= Work instructions =
In the records below, work out how many lines hold the word "pending". Report the number alone.

= Data supplied =
§

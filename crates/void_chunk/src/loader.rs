//! Background chunk loading
//!
//! The main thread marks a chunk as loading and submits a load task. The
//! task reads and parses the chunk resource on a worker and sends a
//! [`LoadCompletion`] back over a channel; the chunk space drains that
//! channel on the main thread and applies the contents. A worker never
//! touches a live chunk, and a completion whose chunk has since been deleted
//! or cancelled is simply dropped.

use std::collections::HashMap;
use std::sync::atomic::{AtomicBool, Ordering};
use std::sync::Arc;
use std::time::Instant;

use crossbeam_channel::{Receiver, Sender};
use glam::Mat4;

use crate::error::{ChunkError, Result};
use crate::handle::ChunkId;
use crate::item::ItemFactories;
use crate::mapping::GeometryMapping;
use crate::resource::ChunkResource;
use crate::section::{ChunkContents, ChunkSection};
use crate::task::{BackgroundTask, TaskManager, TaskPriority};

/// Outcome of a background load
#[derive(Debug)]
pub struct LoadCompletion {
    /// Chunk the load was for
    pub chunk: ChunkId,
    /// Parsed contents, or why the load failed
    pub result: Result<ChunkContents>,
    /// The load was cancelled before it ran
    pub cancelled: bool,
    ticket: u64,
}

struct LoadChunkTask {
    chunk: ChunkId,
    identifier: String,
    resource_id: String,
    mapping_transform: Mat4,
    grid_size: f32,
    resource: Arc<dyn ChunkResource>,
    factories: Arc<ItemFactories>,
    cancelled: Arc<AtomicBool>,
    done: Sender<LoadCompletion>,
    submitted_at: Instant,
    ticket: u64,
}

impl LoadChunkTask {
    fn load(&self) -> Result<ChunkContents> {
        let bytes = self.resource.read(&self.resource_id)?;
        let section = ChunkSection::from_slice(&bytes)?;
        ChunkContents::from_section(
            &self.identifier,
            &section,
            self.mapping_transform,
            self.grid_size,
            &self.factories,
        )
    }

    fn send(&self, result: Result<ChunkContents>, cancelled: bool) {
        let completion = LoadCompletion {
            chunk: self.chunk,
            result,
            cancelled,
            ticket: self.ticket,
        };
        if self.done.send(completion).is_err() {
            log::debug!("Chunk loader gone; dropping load of '{}'", self.identifier);
        }
    }
}

impl BackgroundTask for LoadChunkTask {
    fn do_background_task(&mut self) {
        if self.cancelled.load(Ordering::Acquire) {
            self.send(Err(cancelled_error(&self.identifier)), true);
            return;
        }

        let result = self.load();
        log::debug!(
            "Loaded chunk '{}' in {:.2}ms ({})",
            self.identifier,
            self.submitted_at.elapsed().as_secs_f64() * 1000.0,
            if result.is_ok() { "ok" } else { "failed" }
        );
        self.send(result, false);
    }

    fn cancel(&mut self) {
        self.send(Err(cancelled_error(&self.identifier)), true);
    }

    fn name(&self) -> &str {
        &self.identifier
    }
}

fn cancelled_error(identifier: &str) -> ChunkError {
    ChunkError::InvalidState {
        identifier: identifier.to_string(),
        operation: "load",
        reason: "load was cancelled",
    }
}

/// Submits chunk loads and collects their completions
pub struct ChunkLoader {
    tasks: Arc<dyn TaskManager>,
    resource: Arc<dyn ChunkResource>,
    factories: Arc<ItemFactories>,
    done_tx: Sender<LoadCompletion>,
    done_rx: Receiver<LoadCompletion>,
    in_flight: HashMap<ChunkId, (u64, Arc<AtomicBool>)>,
    next_ticket: u64,
}

impl ChunkLoader {
    /// Create a loader
    pub fn new(
        tasks: Arc<dyn TaskManager>,
        resource: Arc<dyn ChunkResource>,
        factories: Arc<ItemFactories>,
    ) -> Self {
        let (done_tx, done_rx) = crossbeam_channel::unbounded();
        Self {
            tasks,
            resource,
            factories,
            done_tx,
            done_rx,
            in_flight: HashMap::new(),
            next_ticket: 0,
        }
    }

    /// Submit a background load of a chunk
    pub fn load(
        &mut self,
        chunk: ChunkId,
        identifier: &str,
        mapping: &GeometryMapping,
        priority: TaskPriority,
    ) {
        let cancelled = Arc::new(AtomicBool::new(false));
        let ticket = self.next_ticket;
        self.next_ticket += 1;
        if let Some((_, previous)) = self.in_flight.insert(chunk, (ticket, cancelled.clone())) {
            log::warn!("Chunk '{}' resubmitted while loading", identifier);
            previous.store(true, Ordering::Release);
        }

        let task = LoadChunkTask {
            chunk,
            identifier: identifier.to_string(),
            resource_id: mapping.resource_id(identifier),
            mapping_transform: mapping.transform(),
            grid_size: mapping.grid_size,
            resource: self.resource.clone(),
            factories: self.factories.clone(),
            cancelled,
            done: self.done_tx.clone(),
            submitted_at: Instant::now(),
            ticket,
        };
        self.tasks.submit(Box::new(task), priority);
    }

    /// Flag a pending load as cancelled; returns false if none is pending
    pub fn cancel(&mut self, chunk: ChunkId) -> bool {
        match self.in_flight.remove(&chunk) {
            Some((_, flag)) => {
                flag.store(true, Ordering::Release);
                true
            }
            None => false,
        }
    }

    /// Check whether a load of the chunk is pending
    pub fn is_loading(&self, chunk: ChunkId) -> bool {
        self.in_flight.contains_key(&chunk)
    }

    /// Number of pending loads
    pub fn in_flight(&self) -> usize {
        self.in_flight.len()
    }

    /// Item factories used by loads
    pub fn factories(&self) -> &ItemFactories {
        &self.factories
    }

    /// Collect completions of loads that are still wanted
    pub fn drain(&mut self) -> Vec<LoadCompletion> {
        self.tasks.tick();

        let mut wanted = Vec::new();
        while let Ok(completion) = self.done_rx.try_recv() {
            match self.in_flight.get(&completion.chunk) {
                Some((ticket, _)) if *ticket == completion.ticket => {
                    self.in_flight.remove(&completion.chunk);
                    wanted.push(completion);
                }
                _ => log::trace!("Dropping stale load completion for {:?}", completion.chunk),
            }
        }
        wanted
    }
}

§

= Answer below =
3